--- START ---

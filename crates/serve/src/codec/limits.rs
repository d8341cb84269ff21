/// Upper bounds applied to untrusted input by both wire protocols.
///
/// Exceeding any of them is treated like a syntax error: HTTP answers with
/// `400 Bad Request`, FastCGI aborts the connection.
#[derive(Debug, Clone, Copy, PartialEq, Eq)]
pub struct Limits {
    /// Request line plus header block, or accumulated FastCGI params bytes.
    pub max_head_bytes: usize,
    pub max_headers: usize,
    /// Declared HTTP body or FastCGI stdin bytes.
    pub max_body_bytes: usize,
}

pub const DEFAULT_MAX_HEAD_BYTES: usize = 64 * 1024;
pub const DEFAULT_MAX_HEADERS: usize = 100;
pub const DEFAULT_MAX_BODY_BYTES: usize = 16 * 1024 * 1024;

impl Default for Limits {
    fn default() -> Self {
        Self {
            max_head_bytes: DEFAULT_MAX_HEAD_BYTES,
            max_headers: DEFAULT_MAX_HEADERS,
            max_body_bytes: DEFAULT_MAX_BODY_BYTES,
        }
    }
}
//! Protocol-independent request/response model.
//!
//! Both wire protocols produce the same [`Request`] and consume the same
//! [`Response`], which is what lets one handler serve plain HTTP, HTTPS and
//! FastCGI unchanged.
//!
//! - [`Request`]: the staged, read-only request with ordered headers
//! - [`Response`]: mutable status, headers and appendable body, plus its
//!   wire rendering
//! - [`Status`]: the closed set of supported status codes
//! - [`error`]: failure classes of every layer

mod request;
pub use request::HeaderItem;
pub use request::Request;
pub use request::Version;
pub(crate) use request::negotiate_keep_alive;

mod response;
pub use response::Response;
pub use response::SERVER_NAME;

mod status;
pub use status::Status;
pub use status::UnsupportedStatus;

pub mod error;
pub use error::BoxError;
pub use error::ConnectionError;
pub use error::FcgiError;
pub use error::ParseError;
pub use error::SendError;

--- END ---
--- START ---

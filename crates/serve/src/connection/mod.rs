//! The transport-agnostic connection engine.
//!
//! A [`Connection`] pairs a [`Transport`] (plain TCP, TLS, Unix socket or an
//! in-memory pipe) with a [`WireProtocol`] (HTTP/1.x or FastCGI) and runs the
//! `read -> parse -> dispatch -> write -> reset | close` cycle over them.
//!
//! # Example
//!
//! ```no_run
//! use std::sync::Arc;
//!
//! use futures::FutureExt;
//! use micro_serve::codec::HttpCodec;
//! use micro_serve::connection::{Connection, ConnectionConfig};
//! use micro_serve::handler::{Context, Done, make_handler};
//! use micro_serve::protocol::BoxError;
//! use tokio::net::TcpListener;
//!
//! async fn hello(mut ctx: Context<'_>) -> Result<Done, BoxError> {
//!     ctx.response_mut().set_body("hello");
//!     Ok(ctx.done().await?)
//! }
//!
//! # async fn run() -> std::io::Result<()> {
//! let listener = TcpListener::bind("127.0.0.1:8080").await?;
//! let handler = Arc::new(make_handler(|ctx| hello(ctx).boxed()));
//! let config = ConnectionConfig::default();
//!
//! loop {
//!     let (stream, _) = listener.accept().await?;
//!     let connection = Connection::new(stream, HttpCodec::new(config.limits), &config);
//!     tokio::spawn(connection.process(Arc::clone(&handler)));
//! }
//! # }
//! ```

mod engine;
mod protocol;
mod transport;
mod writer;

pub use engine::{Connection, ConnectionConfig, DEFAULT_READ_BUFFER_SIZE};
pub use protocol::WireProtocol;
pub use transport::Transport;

--- END ---
--- START ---

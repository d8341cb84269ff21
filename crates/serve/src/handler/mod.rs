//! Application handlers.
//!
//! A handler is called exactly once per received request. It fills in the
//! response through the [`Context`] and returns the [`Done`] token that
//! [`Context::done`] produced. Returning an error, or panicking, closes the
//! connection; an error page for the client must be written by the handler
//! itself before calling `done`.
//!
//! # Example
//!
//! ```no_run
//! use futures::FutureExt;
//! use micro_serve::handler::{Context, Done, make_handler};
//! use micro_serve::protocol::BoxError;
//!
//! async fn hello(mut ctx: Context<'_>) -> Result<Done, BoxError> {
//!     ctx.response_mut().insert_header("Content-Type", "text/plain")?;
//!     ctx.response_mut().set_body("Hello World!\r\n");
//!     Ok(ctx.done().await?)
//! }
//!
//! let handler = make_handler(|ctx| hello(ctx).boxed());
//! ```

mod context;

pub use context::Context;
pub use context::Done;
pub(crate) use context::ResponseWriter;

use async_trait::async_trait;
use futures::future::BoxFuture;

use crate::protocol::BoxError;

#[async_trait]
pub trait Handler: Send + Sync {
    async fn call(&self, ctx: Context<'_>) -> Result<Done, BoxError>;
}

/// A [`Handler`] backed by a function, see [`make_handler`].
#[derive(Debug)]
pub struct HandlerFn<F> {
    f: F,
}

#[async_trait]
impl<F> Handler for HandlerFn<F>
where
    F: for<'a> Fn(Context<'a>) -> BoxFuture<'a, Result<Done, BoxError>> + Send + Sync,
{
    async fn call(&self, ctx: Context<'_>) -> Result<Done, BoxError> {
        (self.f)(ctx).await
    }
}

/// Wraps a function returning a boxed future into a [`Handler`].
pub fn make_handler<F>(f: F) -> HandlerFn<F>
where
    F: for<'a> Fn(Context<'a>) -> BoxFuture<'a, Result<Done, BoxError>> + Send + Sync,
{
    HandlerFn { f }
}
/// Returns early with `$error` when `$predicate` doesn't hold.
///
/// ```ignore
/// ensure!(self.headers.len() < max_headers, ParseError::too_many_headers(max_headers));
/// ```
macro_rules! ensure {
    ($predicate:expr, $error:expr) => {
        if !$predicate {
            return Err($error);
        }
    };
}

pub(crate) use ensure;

--- END ---

*Task prompt*: The lines in the records above that include the word "plain" must be copied out.

*Solution for this problem*:
//! [`Response`], which is what lets one handler serve plain HTTP, HTTPS and
//! A [`Connection`] pairs a [`Transport`] (plain TCP, TLS, Unix socket or an
//!     ctx.response_mut().insert_header("Content-Type", "text/plain")?;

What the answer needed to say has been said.